Yes. Thank you, great question. In terms of the number of active program work, we get an order for a program. We reported as an order probably until the next quarter or the one after that is done. We've provided the answers to the customers. Then that gets revenue, and the program goes down, right? So it's not that those programs were cut; they may have had a very small number of cancellations. Most likely, those are programs that have been completed and moved to revenue, and that's why revenue is the lagging metric and order is the leading metric. Then in terms of the commercial integrations, we had to leave Abveris to run on its own. There were territories conflict, and there were some technologies that had to be learned. That took a bit more time than we wanted, and it happened a bit later than they were on it.

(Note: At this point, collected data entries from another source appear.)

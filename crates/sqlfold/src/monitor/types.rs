use crate::builder::StatementKind;
use std::fmt;
use std::time::Duration;

/// Context information about the statement being executed.
#[derive(Debug, Clone)]
pub struct QueryContext {
    /// The SQL text sent to the driver.
    pub sql: String,
    /// Statement kind, when known from the builder or the leading keyword.
    pub kind: Option<StatementKind>,
    /// Optional query name/tag for identification, set through `tag()` on
    /// builders and queries.
    pub tag: Option<String>,
}

impl QueryContext {
    /// Create a new query context, detecting the kind from the SQL.
    pub fn new(sql: &str) -> Self {
        Self {
            sql: sql.to_string(),
            kind: StatementKind::detect(sql),
            tag: None,
        }
    }

    /// Override the detected statement kind.
    pub fn with_kind(mut self, kind: StatementKind) -> Self {
        self.kind = Some(kind);
        self
    }

    /// Add a tag to identify this query.
    pub fn with_tag(mut self, tag: impl Into<String>) -> Self {
        self.tag = Some(tag.into());
        self
    }
}

/// Maximum length for error messages in `QueryResult::Error`.
const MAX_ERROR_LEN: usize = 512;

/// Result of a statement execution for monitoring purposes.
#[derive(Debug, Clone, PartialEq)]
pub enum QueryResult {
    /// Statement returned rows.
    Rows(usize),
    /// Statement affected rows (for mutations).
    Affected(u64),
    /// Statement failed with an error (truncated to 512 bytes).
    Error(String),
}

impl QueryResult {
    /// Create an error result, truncating the message to avoid monitoring data explosion.
    pub fn error(msg: String) -> Self {
        if msg.len() > MAX_ERROR_LEN {
            Self::Error(format!("{}...", super::truncate_sql_bytes(&msg, MAX_ERROR_LEN)))
        } else {
            Self::Error(msg)
        }
    }

    pub fn is_error(&self) -> bool {
        matches!(self, QueryResult::Error(_))
    }
}

impl fmt::Display for QueryResult {
    fn fmt(&self, f: &mut fmt::Formatter<'_>) -> fmt::Result {
        match self {
            QueryResult::Rows(n) => write!(f, "{n} rows"),
            QueryResult::Affected(n) => write!(f, "{n} affected"),
            QueryResult::Error(e) => write!(f, "error: {e}"),
        }
    }
}

/// Trait for monitoring statement execution.
///
/// Implement this trait to collect metrics, log queries, or integrate
/// with observability systems.
pub trait QueryMonitor: Send + Sync {
    /// Called before a statement is sent to the driver.
    fn on_query_start(&self, _ctx: &QueryContext) {}

    /// Called after a statement completes (success or failure).
    fn on_query_complete(&self, ctx: &QueryContext, duration: Duration, result: &QueryResult);

    /// Called when a statement exceeds the configured slow query threshold.
    fn on_slow_query(&self, _ctx: &QueryContext, _duration: Duration) {}
}

/// Action to take after a hook processes a statement.
#[derive(Debug, Clone, PartialEq)]
pub enum HookAction {
    /// Continue with the original SQL.
    Continue,
    /// Continue with a modified SQL statement.
    ModifySql(String),
    /// Abort the statement with an error.
    Abort(String),
}

/// Trait for hooking into the execution lifecycle.
///
/// Hooks can inspect, rewrite, or abort statements before they reach the driver.
pub trait QueryHook: Send + Sync {
    fn before_query(&self, ctx: &QueryContext) -> HookAction {
        let _ = ctx;
        HookAction::Continue
    }

    /// Called after a statement completes, before monitors receive the event.
    fn after_query(&self, _ctx: &QueryContext, _duration: Duration, _result: &QueryResult) {}
}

At this point, the territories have been rationalized; we have re-platformed all the systems, and I'm confident that the BD sales team is having high activities and we have the right cadence of getting in front of new customers and closing them. Thank you.

Rachel Vatnsdal, Analyst

Great. And then maybe just a follow-up here, and there has been quite a few questions on guidance macro backdrop. Maybe I'll just shift gears over to DNA data storage. I appreciate that you're rationalizing some of the spend there, operating just given the macro backdrop, but can you just talk about what are your plans for your enzymatic offering? If I recall, you were planning on getting that fully online to support that DNA data storage offering, which is going to be kind of key to the thesis in terms of the competitive positioning as peers have entered with their own enzymatic products. Can you walk us through if that timeline has shifted for your enzymatic offering and give us a tech update in terms of how that's trended as well? Thank you.

Emily Leproust, CEO

It's a great question. Yes, we are delaying the on-premise technology development; we mostly needed enzymatic synergies for that on-premise. We had said that we could use enzymatic in-house and that we could have the choice of chemical and enzymatic. In the current decisive actions that we've made, we have not touched the enzymatic program. We think even though the first product for the test storage, it's going to be an in-house machine. Right now, we saw that there is some potential advantage for us to use the enzymatic program that we have been pursuing, and so we have optionality. The first product could be enzymatic or chemical; we're pursuing both, but I'm optimistic that we may leverage the enzymatic technology for that first data storage launch.

Operator, Operator

Thank you. And I will now turn the call back over to Emily Leproust for any closing remarks.

Emily Leproust, CEO

Thank you very much for joining us today and appreciate getting a little bit beyond schedule. We look forward to seeing some of you at Goldman Sachs, William Blair, and Scotiabank in the next few months ahead. Thank you.

Operator, Operator

Ladies and gentlemen, that does end our conference for today. Thank you for your participation. You may now disconnect.